Artist: It was good to work with this age group. As a visiting artist, I have limited time with the students so it is tempting to have very full lesson plans and aim to get a lot done … this was different than the reality of what we could accomplish. So, working with Ms. Rowe to cater to the specific attention spans of the specific students was helpful. Also, Ms. Rowe was critical in drawing the comparison between science and art, a crucial goal for us. I came up with this specific curriculum of merging mistake and reflection for this group, it was an exciting curriculum building from the simple, to more complex art and thought processes. I really enjoyed the blind contouring and the abstraction ideas, using mirrors as art/reflection tools with the kids was really fun too.
Teacher: As a teacher, it was amazing to be able to dedicate such a big amount of instructional time to the Arts. Of course, its always a battle to justify spending 90min a session (+ whatever spills over to the next) to the school administration. However, I know that the CAPE program and our students’ testimonies made it all worth it for Bateman. The students looked forward to the creative process and the ability to learn new skills. Additionally, they really grasped on to the idea that something beautiful could come out of a mistake or an ‘opps’!
On a personal note, it was a huge privilege as a teacher to step away from the curriculum standards and allow the class to focus on the curriculum through an artistic lens. I learned that I am more creative than I gave myself credit for and really enjoyed finding ways to connect art to content.

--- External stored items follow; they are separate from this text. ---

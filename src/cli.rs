use std::path::PathBuf;
use clap::{Parser, ValueEnum};
use crate::analytics::moving_average::WindowStrategy;
use crate::sessions::GroupKeyField;

#[derive(Debug, Clone, Copy, PartialEq, Eq, Default, ValueEnum)]
pub enum OutputFormat {
    /// Aligned text table
    #[default]
    Table,
    /// Aggregate rows as CSV
    Csv,
    /// Full chart payload (rows, panels, warnings) as JSON
    Json,
}

/// Compute moving-average performance charts from player session records
#[derive(Debug, Parser)]
#[command(name = "player-progress", version, about)]
pub struct Cli {
    /// Session records (.csv or .json)
    #[arg(short, long, env = "PLAYER_PROGRESS_DATA")]
    pub data: Option<PathBuf>,

    /// Analysis type: power (rate_1) or accuracy (rate_2)
    #[arg(short, long)]
    pub analysis: Option<String>,

    /// Aggregation period: week, month, quarter or year
    #[arg(short, long)]
    pub period: Option<String>,

    /// Moving-average window in months (1-12)
    #[arg(short, long)]
    pub window: Option<u32>,

    /// Partition key for the accuracy moving average
    #[arg(long)]
    pub accuracy_group: Option<GroupKeyField>,

    /// Window search strategy
    #[arg(long)]
    pub strategy: Option<WindowStrategy>,

    #[arg(short, long, value_enum, default_value_t = OutputFormat::Table)]
    pub format: OutputFormat,

    /// Settings file (TOML); overrides PLAYER_PROGRESS_CONFIG
    #[arg(short, long)]
    pub config: Option<PathBuf>,
}

#[cfg(test)]
mod tests {
    use super::*;

    #[test]
    fn test_parse_full_command_line() {
        let cli = Cli::try_parse_from([
            "player-progress",
            "--data", "sessions.csv",
            "--analysis", "accuracy",
            "--period", "quarter",
            "--window", "6",
            "--accuracy-group", "accuracy-level",
            "--strategy", "brute-force",
            "--format", "json",
        ])
        .unwrap();
        assert_eq!(cli.data, Some(PathBuf::from("sessions.csv")));
        assert_eq!(cli.analysis.as_deref(), Some("accuracy"));
        assert_eq!(cli.window, Some(6));
        assert_eq!(cli.accuracy_group, Some(GroupKeyField::AccuracyLevel));
        assert_eq!(cli.strategy, Some(WindowStrategy::BruteForce));
        assert_eq!(cli.format, OutputFormat::Json);
    }

    #[test]
    fn test_unknown_group_key_rejected() {
        let result = Cli::try_parse_from(["player-progress", "--accuracy-group", "speed"]);
        assert!(result.is_err());
    }
}
use serde::{Serialize, Deserialize};
use std::fmt;

/// Category of a [`ProgressError`].
/// Callers match on this instead of parsing messages.
#[derive(Debug, Clone, Copy, PartialEq, Eq, Serialize, Deserialize)]
#[serde(rename_all = "snake_case")]
pub enum ErrorKind {
    /// A record cannot produce a defined ratio (zero/negative denominator, counters out of range)
    DataIntegrity,
    /// Unknown metric family or period, or window length out of range
    InvalidParameter,
    /// A cell in the input could not be parsed
    Parse,
    /// The record set is larger than the configured guard
    LimitExceeded,
    Config,
    Io,
}

impl ErrorKind {
    pub fn as_str(&self) -> &'static str {
        match self {
            ErrorKind::DataIntegrity => "data_integrity",
            ErrorKind::InvalidParameter => "invalid_parameter",
            ErrorKind::Parse => "parse",
            ErrorKind::LimitExceeded => "limit_exceeded",
            ErrorKind::Config => "config",
            ErrorKind::Io => "io",
        }
    }
}

/// Unified error type for the whole crate.
/// All library functions return Result<T, ProgressError>.
#[derive(Debug, Clone, Serialize, Deserialize)]
pub struct ProgressError {
    pub kind: ErrorKind,
    pub message: String,
    pub stage: String,
    /// Zero-based index of the offending input record, when one is known
    pub record: Option<usize>,
    pub context: Option<String>,
    pub source: Option<String>,
}

impl ProgressError {
    /// Create a new error with kind, message and stage
    pub fn new<S: Into<String>>(kind: ErrorKind, message: S, stage: &'static str) -> Self {
        ProgressError {
            kind,
            message: message.into(),
            stage: stage.to_string(),
            record: None,
            context: None,
            source: None,
        }
    }

    pub fn data_integrity<S: Into<String>>(message: S) -> Self {
        Self::new(ErrorKind::DataIntegrity, message, "load")
    }

    pub fn invalid_parameter<S: Into<String>>(message: S) -> Self {
        Self::new(ErrorKind::InvalidParameter, message, "query")
    }

    /// Attach the index of the record that triggered the error
    pub fn with_record(mut self, index: usize) -> Self {
        self.record = Some(index);
        self
    }

    /// Add additional context information
    pub fn with_context<S: Into<String>>(mut self, context: S) -> Self {
        self.context = Some(context.into());
        self
    }

    /// Add source error information
    pub fn with_source<S: Into<String>>(mut self, source: S) -> Self {
        self.source = Some(source.into());
        self
    }

    pub fn is_data_integrity(&self) -> bool {
        self.kind == ErrorKind::DataIntegrity
    }

    pub fn is_invalid_parameter(&self) -> bool {
        self.kind == ErrorKind::InvalidParameter
    }
}

impl fmt::Display for ProgressError {
    fn fmt(&self, f: &mut fmt::Formatter<'_>) -> fmt::Result {
        write!(f, "[{}:{}] {}", self.stage, self.kind.as_str(), self.message)?;
        if let Some(record) = self.record {
            write!(f, " (record: {})", record)?;
        }
        if let Some(ref context) = self.context {
            write!(f, " (context: {})", context)?;
        }
        if let Some(ref source) = self.source {
            write!(f, " (source: {})", source)?;
        }
        Ok(())
    }
}

impl std::error::Error for ProgressError {
    fn source(&self) -> Option<&(dyn std::error::Error + 'static)> {
        None
    }
}

impl From<std::io::Error> for ProgressError {
    fn from(err: std::io::Error) -> Self {
        ProgressError::new(
            ErrorKind::Io,
            format!("I/O error: {}", err),
            "io"
        ).with_source("std::io")
    }
}

impl From<serde_json::Error> for ProgressError {
    fn from(err: serde_json::Error) -> Self {
        ProgressError::new(
            ErrorKind::Parse,
            format!("JSON error: {}", err),
            "json_parse"
        ).with_source("serde_json")
    }
}

impl From<csv::Error> for ProgressError {
    fn from(err: csv::Error) -> Self {
        let kind = if err.is_io_error() { ErrorKind::Io } else { ErrorKind::Parse };
        let mut error = ProgressError::new(
            kind,
            format!("CSV error: {}", err),
            "csv_parse"
        ).with_source("csv");
        // the header row occupies csv record 0
        if let Some(pos) = err.position() {
            if pos.record() > 0 {
                error = error.with_record(pos.record() as usize - 1);
            }
        }
        error
    }
}

impl From<toml::de::Error> for ProgressError {
    fn from(err: toml::de::Error) -> Self {
        ProgressError::new(
            ErrorKind::Config,
            format!("TOML error: {}", err),
            "config"
        ).with_source("toml")
    }
}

My hope for next year is to be able to create a piece of art that the school can display for our community to help us promote more integration between the arts and content.
10.) How did the collaboration challenge your understanding of teaching, learning, and art-making?
Planning for CAPE in the Fall and actually conducting the classes in spring was the most difficult. We struggled to be connected in between the planning and actual teaching process, since technically there wasn’t a need to do so. But students needs, and our plans needed room to change given the time that had passed. This made it very hard to not be constantly thinking on our feet and updating plans. We were happy with the outcome, but think the process was too fractured between planning and execution.
We also think CAPE is great to always be in the classroom, we had so many more ideas for an art + science connection through the school year/all topics of science, but of course we didn’t have an opportunity for sustained creative engagement over the school year. With one year of CAPE under our belts, we hope to be more acquainted with the pace of the program and better planned for our second year!